• [MATERIAL FOR THE TASK]:
Segment Open
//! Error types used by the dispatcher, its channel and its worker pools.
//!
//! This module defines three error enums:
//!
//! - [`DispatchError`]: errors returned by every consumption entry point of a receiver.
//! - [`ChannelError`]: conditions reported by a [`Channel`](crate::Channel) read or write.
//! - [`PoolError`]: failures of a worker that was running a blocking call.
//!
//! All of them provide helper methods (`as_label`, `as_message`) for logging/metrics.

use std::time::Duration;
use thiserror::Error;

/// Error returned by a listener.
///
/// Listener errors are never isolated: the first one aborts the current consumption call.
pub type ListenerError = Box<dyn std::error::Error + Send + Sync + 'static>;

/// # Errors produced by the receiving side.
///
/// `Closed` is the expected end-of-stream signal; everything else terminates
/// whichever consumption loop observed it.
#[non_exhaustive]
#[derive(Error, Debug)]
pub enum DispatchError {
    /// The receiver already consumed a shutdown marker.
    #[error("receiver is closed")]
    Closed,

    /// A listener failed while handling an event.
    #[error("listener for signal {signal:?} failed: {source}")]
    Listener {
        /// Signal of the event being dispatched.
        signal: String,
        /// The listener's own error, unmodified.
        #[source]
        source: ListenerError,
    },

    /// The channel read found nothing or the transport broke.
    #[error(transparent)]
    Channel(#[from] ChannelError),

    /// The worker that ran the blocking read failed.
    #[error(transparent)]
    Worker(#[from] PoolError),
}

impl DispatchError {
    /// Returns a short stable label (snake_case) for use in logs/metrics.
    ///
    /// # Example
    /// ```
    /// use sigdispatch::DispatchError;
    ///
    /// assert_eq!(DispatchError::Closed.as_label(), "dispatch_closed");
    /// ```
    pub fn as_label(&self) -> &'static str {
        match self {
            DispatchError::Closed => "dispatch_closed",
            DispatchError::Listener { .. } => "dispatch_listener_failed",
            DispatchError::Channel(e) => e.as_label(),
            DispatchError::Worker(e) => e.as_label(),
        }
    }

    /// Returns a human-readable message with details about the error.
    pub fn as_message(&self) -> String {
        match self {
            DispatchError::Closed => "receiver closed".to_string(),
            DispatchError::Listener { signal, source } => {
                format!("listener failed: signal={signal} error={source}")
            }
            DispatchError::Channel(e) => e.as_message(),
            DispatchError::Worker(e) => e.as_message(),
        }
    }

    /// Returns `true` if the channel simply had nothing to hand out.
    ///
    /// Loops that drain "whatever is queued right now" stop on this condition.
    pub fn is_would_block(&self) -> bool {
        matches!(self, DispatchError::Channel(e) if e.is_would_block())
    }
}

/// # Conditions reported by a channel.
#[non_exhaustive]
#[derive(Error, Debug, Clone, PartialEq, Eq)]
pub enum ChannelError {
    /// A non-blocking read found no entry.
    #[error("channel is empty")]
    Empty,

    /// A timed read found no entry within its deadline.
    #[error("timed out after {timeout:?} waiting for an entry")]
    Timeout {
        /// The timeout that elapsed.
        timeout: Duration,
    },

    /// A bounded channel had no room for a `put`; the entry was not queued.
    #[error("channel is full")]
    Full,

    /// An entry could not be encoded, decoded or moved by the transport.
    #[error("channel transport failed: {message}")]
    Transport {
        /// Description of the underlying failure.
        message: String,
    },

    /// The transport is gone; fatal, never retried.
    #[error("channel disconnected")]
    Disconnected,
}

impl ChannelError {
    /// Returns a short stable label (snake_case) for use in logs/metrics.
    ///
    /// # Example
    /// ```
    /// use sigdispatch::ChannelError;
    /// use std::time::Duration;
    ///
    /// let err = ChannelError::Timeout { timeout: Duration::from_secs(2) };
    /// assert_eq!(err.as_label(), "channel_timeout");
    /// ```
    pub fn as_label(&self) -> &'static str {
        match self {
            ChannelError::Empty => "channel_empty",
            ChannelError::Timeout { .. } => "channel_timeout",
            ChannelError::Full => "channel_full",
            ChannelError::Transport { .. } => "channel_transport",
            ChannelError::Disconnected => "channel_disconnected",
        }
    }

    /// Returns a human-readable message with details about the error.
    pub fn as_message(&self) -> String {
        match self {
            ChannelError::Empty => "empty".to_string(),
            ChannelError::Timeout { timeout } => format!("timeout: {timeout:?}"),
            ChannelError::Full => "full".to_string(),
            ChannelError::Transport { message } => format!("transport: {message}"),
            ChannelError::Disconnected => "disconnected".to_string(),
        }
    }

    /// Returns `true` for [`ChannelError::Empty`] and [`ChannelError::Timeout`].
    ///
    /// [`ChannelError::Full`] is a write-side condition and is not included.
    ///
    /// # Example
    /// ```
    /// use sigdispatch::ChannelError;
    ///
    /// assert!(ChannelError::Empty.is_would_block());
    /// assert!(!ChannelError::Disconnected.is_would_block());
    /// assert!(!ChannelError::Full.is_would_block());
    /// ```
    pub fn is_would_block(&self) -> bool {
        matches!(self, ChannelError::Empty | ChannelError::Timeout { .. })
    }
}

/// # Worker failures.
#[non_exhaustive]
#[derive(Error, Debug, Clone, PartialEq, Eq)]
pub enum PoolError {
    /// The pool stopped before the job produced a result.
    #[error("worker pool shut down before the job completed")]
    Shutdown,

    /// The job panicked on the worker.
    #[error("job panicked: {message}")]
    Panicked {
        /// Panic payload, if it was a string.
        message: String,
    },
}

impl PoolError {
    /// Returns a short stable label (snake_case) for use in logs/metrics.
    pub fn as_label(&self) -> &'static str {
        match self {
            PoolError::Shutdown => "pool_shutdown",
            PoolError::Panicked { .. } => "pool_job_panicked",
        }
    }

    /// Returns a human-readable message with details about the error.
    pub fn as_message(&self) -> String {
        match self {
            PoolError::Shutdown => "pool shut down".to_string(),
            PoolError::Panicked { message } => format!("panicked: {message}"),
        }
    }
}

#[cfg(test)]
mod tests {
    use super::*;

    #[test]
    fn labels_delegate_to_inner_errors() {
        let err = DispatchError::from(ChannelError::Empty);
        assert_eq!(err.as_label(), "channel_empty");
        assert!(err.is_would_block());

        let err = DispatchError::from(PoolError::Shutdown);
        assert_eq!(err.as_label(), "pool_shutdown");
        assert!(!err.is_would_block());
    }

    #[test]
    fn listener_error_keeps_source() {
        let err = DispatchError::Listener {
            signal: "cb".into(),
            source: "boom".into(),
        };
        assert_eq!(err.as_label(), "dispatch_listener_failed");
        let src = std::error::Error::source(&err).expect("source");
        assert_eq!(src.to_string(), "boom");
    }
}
Segment Closed
• [WORK ITEM]: Transcribe the data above verbatim.

• [WRITTEN REPLY]:
//! Error types used by the dispatcher, its channel and its worker pools.
//!
//! This module defines three error enums:
//!
//! - [`DispatchError`]: errors returned by every consumption entry point of a receiver.
//! - [`ChannelError`]: conditions reported by a [`Channel`](crate::Channel) read or write.
//! - [`PoolError`]: failures of a worker that was running a blocking call.
//!
//! All of them provide helper methods (`as_label`, `as_message`) for logging/metrics.

use std::time::Duration;
use thiserror::Error;

/// Error returned by a listener.
///
/// Listener errors are never isolated: the first one aborts the current consumption call.
pub type ListenerError = Box<dyn std::error::Error + Send + Sync + 'static>;

/// # Errors produced by the receiving side.
///
/// `Closed` is the expected end-of-stream signal; everything else terminates
/// whichever consumption loop observed it.
#[non_exhaustive]
#[derive(Error, Debug)]
pub enum DispatchError {
    /// The receiver already consumed a shutdown marker.
    #[error("receiver is closed")]
    Closed,

    /// A listener failed while handling an event.
    #[error("listener for signal {signal:?} failed: {source}")]
    Listener {
        /// Signal of the event being dispatched.
        signal: String,
        /// The listener's own error, unmodified.
        #[source]
        source: ListenerError,
    },

    /// The channel read found nothing or the transport broke.
    #[error(transparent)]
    Channel(#[from] ChannelError),

    /// The worker that ran the blocking read failed.
    #[error(transparent)]
    Worker(#[from] PoolError),
}

impl DispatchError {
    /// Returns a short stable label (snake_case) for use in logs/metrics.
    ///
    /// # Example
    /// ```
    /// use sigdispatch::DispatchError;
    ///
    /// assert_eq!(DispatchError::Closed.as_label(), "dispatch_closed");
    /// ```
    pub fn as_label(&self) -> &'static str {
        match self {
            DispatchError::Closed => "dispatch_closed",
            DispatchError::Listener { .. } => "dispatch_listener_failed",
            DispatchError::Channel(e) => e.as_label(),
            DispatchError::Worker(e) => e.as_label(),
        }
    }

    /// Returns a human-readable message with details about the error.
    pub fn as_message(&self) -> String {
        match self {
            DispatchError::Closed => "receiver closed".to_string(),
            DispatchError::Listener { signal, source } => {
                format!("listener failed: signal={signal} error={source}")
            }
            DispatchError::Channel(e) => e.as_message(),
            DispatchError::Worker(e) => e.as_message(),
        }
    }

    /// Returns `true` if the channel simply had nothing to hand out.
    ///
    /// Loops that drain "whatever is queued right now" stop on this condition.
    pub fn is_would_block(&self) -> bool {
        matches!(self, DispatchError::Channel(e) if e.is_would_block())
    }
}

/// # Conditions reported by a channel.
#[non_exhaustive]
#[derive(Error, Debug, Clone, PartialEq, Eq)]
pub enum ChannelError {
    /// A non-blocking read found no entry.
    #[error("channel is empty")]
    Empty,

    /// A timed read found no entry within its deadline.
    #[error("timed out after {timeout:?} waiting for an entry")]
    Timeout {
        /// The timeout that elapsed.
        timeout: Duration,
    },

    /// A bounded channel had no room for a `put`; the entry was not queued.
    #[error("channel is full")]
    Full,

    /// An entry could not be encoded, decoded or moved by the transport.
    #[error("channel transport failed: {message}")]
    Transport {
        /// Description of the underlying failure.
        message: String,
    },

    /// The transport is gone; fatal, never retried.
    #[error("channel disconnected")]
    Disconnected,
}

impl ChannelError {
    /// Returns a short stable label (snake_case) for use in logs/metrics.
    ///
    /// # Example
    /// ```
    /// use sigdispatch::ChannelError;
    /// use std::time::Duration;
    ///
    /// let err = ChannelError::Timeout { timeout: Duration::from_secs(2) };
    /// assert_eq!(err.as_label(), "channel_timeout");
    /// ```
    pub fn as_label(&self) -> &'static str {
        match self {
            ChannelError::Empty => "channel_empty",
            ChannelError::Timeout { .. } => "channel_timeout",
            ChannelError::Full => "channel_full",
            ChannelError::Transport { .. } => "channel_transport",
            ChannelError::Disconnected => "channel_disconnected",
        }
    }

    /// Returns a human-readable message with details about the error.
    pub fn as_message(&self) -> String {
        match self {
            ChannelError::Empty => "empty".to_string(),
            ChannelError::Timeout { timeout } => format!("timeout: {timeout:?}"),
            ChannelError::Full => "full".to_string(),
            ChannelError::Transport { message } => format!("transport: {message}"),
            ChannelError::Disconnected => "disconnected".to_string(),
        }
    }

    /// Returns `true` for [`ChannelError::Empty`] and [`ChannelError::Timeout`].
    ///
    /// [`ChannelError::Full`] is a write-side condition and is not included.
    ///
    /// # Example
    /// ```
    /// use sigdispatch::ChannelError;
    ///
    /// assert!(ChannelError::Empty.is_would_block());
    /// assert!(!ChannelError::Disconnected.is_would_block());
    /// assert!(!ChannelError::Full.is_would_block());
    /// ```
    pub fn is_would_block(&self) -> bool {
        matches!(self, ChannelError::Empty | ChannelError::Timeout { .. })
    }
}

/// # Worker failures.
#[non_exhaustive]
#[derive(Error, Debug, Clone, PartialEq, Eq)]
pub enum PoolError {
    /// The pool stopped before the job produced a result.
    #[error("worker pool shut down before the job completed")]
    Shutdown,

    /// The job panicked on the worker.
    #[error("job panicked: {message}")]
    Panicked {
        /// Panic payload, if it was a string.
        message: String,
    },
}

impl PoolError {
    /// Returns a short stable label (snake_case) for use in logs/metrics.
    pub fn as_label(&self) -> &'static str {
        match self {
            PoolError::Shutdown => "pool_shutdown",
            PoolError::Panicked { .. } => "pool_job_panicked",
        }
    }

    /// Returns a human-readable message with details about the error.
    pub fn as_message(&self) -> String {
        match self {
            PoolError::Shutdown => "pool shut down".to_string(),
            PoolError::Panicked { message } => format!("panicked: {message}"),
        }
    }
}

#[cfg(test)]
mod tests {
    use super::*;

    #[test]
    fn labels_delegate_to_inner_errors() {
        let err = DispatchError::from(ChannelError::Empty);
        assert_eq!(err.as_label(), "channel_empty");
        assert!(err.is_would_block());

        let err = DispatchError::from(PoolError::Shutdown);
        assert_eq!(err.as_label(), "pool_shutdown");
        assert!(!err.is_would_block());
    }

    #[test]
    fn listener_error_keeps_source() {
        let err = DispatchError::Listener {
            signal: "cb".into(),
            source: "boom".into(),
        };
        assert_eq!(err.as_label(), "dispatch_listener_failed");
        let src = std::error::Error::source(&err).expect("source");
        assert_eq!(src.to_string(), "boom");
    }
}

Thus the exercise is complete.